Dataset entries
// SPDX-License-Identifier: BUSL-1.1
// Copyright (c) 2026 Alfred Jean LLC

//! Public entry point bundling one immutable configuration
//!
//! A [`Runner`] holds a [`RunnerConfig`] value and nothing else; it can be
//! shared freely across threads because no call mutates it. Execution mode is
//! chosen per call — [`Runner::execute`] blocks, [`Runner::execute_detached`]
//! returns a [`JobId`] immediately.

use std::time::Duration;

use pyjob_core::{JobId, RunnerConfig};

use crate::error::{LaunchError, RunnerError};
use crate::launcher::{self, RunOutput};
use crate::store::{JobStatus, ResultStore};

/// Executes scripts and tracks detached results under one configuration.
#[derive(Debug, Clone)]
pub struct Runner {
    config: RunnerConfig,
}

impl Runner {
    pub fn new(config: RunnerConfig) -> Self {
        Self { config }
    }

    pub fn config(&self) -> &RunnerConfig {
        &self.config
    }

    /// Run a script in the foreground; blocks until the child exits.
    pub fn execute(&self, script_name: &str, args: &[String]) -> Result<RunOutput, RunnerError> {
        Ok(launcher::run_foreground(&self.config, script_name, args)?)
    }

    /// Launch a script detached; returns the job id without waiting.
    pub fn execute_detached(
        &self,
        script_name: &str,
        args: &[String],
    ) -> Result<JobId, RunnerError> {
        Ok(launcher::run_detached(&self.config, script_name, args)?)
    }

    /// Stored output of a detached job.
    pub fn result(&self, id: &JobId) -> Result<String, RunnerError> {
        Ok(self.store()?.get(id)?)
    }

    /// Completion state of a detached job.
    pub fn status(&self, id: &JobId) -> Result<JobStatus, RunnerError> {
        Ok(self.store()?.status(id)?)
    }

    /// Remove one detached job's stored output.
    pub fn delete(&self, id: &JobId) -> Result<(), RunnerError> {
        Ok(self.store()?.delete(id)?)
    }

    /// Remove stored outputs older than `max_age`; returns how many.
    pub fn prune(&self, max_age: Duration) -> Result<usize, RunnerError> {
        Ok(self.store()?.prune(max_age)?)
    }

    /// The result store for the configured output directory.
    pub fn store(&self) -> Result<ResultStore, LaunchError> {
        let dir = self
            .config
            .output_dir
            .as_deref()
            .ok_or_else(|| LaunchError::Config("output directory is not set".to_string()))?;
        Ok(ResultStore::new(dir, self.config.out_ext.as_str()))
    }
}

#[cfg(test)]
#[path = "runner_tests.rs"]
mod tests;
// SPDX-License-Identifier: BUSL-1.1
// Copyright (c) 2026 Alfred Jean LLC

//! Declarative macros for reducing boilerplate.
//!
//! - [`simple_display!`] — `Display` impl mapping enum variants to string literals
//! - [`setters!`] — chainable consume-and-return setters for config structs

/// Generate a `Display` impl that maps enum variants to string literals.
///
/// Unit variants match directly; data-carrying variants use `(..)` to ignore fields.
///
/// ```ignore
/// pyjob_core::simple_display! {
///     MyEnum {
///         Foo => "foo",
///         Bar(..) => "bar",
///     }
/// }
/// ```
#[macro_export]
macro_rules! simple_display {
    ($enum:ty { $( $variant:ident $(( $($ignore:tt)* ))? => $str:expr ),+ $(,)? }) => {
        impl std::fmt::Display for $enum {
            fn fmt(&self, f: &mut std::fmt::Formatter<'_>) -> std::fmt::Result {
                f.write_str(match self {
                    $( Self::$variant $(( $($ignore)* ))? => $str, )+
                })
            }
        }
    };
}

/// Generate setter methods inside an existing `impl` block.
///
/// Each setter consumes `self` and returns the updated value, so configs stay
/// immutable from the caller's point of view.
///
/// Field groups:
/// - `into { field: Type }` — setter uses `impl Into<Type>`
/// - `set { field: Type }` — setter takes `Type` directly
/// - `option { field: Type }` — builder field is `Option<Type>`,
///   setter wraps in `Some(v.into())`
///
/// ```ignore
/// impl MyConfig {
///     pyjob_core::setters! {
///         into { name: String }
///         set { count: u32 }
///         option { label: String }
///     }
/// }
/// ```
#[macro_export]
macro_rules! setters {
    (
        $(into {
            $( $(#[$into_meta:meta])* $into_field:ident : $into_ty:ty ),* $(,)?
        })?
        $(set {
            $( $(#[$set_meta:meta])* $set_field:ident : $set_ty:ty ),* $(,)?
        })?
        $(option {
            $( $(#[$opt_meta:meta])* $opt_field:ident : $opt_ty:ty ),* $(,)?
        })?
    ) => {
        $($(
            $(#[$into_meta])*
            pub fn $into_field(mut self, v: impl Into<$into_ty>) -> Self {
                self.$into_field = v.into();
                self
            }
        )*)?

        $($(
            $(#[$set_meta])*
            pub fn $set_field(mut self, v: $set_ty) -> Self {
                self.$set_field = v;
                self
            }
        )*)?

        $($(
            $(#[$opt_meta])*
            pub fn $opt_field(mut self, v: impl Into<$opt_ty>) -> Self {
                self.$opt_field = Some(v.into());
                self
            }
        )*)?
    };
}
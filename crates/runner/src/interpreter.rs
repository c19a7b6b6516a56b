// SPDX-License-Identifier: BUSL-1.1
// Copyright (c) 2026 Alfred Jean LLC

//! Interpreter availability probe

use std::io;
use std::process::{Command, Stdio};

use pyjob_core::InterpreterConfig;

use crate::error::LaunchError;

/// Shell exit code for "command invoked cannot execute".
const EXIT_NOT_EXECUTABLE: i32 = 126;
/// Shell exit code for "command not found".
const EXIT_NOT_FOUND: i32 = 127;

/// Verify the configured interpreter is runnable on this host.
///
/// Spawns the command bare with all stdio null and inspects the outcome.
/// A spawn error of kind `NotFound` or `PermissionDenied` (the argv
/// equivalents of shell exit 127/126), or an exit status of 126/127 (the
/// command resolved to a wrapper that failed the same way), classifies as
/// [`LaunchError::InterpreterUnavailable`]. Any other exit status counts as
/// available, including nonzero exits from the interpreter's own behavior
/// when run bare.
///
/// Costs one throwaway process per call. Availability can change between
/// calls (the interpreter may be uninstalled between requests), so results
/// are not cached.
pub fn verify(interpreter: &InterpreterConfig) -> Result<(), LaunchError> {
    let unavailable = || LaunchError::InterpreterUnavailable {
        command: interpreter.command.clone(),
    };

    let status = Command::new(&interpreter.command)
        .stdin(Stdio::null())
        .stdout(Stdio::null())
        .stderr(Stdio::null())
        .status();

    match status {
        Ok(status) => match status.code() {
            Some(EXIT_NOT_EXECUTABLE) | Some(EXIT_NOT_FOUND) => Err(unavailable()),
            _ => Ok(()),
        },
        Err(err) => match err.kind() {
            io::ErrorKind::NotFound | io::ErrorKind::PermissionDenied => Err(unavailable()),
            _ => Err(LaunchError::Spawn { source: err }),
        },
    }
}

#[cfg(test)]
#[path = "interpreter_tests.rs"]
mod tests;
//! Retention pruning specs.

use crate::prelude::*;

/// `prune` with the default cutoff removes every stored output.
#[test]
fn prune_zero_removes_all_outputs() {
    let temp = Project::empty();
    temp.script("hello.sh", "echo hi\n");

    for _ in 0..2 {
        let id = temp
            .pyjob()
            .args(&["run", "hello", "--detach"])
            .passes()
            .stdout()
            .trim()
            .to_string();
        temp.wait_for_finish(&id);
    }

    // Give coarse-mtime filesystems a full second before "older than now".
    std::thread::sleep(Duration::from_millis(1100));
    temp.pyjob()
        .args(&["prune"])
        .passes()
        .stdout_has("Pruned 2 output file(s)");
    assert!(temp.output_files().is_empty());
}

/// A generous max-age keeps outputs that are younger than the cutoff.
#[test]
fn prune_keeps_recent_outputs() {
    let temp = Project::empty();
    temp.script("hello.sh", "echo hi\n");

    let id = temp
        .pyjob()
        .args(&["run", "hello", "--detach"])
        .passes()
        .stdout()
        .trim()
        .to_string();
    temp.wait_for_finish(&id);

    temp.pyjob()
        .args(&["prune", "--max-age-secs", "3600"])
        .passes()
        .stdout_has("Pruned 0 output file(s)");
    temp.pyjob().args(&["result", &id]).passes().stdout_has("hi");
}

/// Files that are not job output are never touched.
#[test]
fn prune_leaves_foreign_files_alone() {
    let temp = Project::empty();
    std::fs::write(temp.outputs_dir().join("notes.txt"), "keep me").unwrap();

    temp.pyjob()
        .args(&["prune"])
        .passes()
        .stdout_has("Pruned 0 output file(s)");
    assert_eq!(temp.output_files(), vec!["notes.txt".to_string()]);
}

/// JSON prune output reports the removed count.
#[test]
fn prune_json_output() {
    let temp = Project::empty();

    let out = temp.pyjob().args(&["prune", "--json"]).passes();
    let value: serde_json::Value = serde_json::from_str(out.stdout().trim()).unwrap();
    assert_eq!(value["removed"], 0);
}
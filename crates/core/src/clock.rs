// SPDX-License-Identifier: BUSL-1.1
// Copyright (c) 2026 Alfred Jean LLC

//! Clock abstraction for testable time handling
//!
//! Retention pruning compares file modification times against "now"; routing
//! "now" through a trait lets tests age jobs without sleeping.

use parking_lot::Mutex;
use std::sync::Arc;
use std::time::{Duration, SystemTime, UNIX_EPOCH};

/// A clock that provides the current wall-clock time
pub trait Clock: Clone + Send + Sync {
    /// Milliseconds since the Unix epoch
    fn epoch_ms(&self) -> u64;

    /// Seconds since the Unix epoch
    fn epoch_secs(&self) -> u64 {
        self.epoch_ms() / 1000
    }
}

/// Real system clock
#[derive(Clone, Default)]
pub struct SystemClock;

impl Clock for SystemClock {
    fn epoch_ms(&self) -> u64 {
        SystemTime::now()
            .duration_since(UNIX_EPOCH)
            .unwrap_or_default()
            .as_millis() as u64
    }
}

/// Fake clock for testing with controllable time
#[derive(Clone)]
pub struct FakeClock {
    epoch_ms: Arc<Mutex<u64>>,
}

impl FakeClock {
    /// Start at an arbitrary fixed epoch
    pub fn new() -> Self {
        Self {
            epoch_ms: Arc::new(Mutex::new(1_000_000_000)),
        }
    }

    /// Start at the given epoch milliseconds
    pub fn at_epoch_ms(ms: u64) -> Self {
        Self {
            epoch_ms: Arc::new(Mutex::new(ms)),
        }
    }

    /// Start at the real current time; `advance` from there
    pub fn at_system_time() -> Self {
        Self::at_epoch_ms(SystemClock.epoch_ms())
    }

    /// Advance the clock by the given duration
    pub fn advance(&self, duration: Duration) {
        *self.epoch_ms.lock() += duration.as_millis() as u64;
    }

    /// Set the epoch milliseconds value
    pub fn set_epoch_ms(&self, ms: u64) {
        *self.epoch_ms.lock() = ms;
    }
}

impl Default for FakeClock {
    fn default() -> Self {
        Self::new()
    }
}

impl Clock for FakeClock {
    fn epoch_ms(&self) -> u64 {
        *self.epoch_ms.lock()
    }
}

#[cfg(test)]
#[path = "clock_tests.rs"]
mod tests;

**Problem to solve:**
Copy out each line of the data where the string "Mutex" appears.

**Response box:**
use parking_lot::Mutex;
    epoch_ms: Arc<Mutex<u64>>,
            epoch_ms: Arc::new(Mutex::new(1_000_000_000)),
            epoch_ms: Arc::new(Mutex::new(ms)),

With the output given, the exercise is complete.